What to work on
Among the entries below, only the lines starting at the one with "filename src/startup.rs" and ending at the one with "pub struct AppState", both included, are to be printed exactly.

((

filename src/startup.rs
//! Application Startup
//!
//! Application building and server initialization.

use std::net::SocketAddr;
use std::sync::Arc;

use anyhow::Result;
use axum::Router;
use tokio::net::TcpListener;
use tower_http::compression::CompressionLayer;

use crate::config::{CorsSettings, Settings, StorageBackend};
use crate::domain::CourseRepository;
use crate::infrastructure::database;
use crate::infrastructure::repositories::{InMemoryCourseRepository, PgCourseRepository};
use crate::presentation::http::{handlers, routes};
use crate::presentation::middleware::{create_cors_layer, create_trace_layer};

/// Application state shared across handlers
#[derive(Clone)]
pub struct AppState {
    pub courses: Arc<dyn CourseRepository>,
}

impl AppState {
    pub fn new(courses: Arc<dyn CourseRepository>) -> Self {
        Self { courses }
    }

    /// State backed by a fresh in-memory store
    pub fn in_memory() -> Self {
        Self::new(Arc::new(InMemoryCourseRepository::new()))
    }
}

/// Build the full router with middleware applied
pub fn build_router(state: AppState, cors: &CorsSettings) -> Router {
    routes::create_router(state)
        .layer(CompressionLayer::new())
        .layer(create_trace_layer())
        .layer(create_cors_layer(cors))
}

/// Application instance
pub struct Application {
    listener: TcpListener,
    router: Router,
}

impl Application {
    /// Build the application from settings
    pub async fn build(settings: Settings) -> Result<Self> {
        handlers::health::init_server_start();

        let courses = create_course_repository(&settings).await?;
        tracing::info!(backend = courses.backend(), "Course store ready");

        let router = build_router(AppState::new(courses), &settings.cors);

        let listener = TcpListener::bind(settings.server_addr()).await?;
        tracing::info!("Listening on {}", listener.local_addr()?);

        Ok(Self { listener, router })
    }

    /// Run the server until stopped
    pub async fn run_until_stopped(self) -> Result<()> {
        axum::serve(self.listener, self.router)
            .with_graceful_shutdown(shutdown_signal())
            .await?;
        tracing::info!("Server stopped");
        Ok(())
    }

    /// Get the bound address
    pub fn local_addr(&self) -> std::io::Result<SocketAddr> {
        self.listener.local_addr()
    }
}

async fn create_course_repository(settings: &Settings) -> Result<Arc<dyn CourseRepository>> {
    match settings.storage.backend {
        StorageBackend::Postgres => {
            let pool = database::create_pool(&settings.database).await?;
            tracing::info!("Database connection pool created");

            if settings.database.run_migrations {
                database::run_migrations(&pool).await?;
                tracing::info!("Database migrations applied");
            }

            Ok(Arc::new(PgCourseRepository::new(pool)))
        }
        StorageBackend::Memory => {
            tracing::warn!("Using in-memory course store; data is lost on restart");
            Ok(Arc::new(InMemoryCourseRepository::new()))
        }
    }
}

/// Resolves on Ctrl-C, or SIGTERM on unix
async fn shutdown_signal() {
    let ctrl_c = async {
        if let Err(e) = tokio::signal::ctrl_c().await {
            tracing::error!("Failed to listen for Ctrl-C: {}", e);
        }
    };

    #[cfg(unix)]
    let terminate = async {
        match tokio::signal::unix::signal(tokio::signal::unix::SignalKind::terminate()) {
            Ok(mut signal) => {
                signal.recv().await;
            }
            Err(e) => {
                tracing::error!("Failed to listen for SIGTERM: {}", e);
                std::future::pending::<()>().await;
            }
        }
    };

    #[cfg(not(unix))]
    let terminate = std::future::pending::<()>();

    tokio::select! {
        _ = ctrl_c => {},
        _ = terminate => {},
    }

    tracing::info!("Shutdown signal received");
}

))
((

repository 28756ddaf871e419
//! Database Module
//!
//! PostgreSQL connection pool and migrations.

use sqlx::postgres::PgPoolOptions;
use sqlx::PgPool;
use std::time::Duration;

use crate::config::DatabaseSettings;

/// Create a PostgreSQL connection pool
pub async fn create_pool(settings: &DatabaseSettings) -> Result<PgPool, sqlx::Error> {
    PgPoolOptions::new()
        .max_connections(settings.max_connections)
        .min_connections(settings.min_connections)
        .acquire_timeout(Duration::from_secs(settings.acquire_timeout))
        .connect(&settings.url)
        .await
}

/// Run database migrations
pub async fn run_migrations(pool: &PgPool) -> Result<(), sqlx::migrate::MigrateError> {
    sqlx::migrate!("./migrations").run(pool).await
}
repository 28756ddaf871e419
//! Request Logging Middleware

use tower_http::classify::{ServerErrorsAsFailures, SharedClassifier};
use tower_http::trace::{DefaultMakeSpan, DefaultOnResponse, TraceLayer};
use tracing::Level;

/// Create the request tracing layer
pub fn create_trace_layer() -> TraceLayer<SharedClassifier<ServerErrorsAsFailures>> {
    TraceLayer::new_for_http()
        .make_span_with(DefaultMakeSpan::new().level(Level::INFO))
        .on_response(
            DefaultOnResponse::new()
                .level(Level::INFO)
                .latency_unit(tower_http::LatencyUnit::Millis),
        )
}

))

Exercise result
filename src/startup.rs
//! Application Startup
//!
//! Application building and server initialization.

use std::net::SocketAddr;
use std::sync::Arc;

use anyhow::Result;
use axum::Router;
use tokio::net::TcpListener;
use tower_http::compression::CompressionLayer;

use crate::config::{CorsSettings, Settings, StorageBackend};
use crate::domain::CourseRepository;
use crate::infrastructure::database;
use crate::infrastructure::repositories::{InMemoryCourseRepository, PgCourseRepository};
use crate::presentation::http::{handlers, routes};
use crate::presentation::middleware::{create_cors_layer, create_trace_layer};

/// Application state shared across handlers
#[derive(Clone)]
pub struct AppState {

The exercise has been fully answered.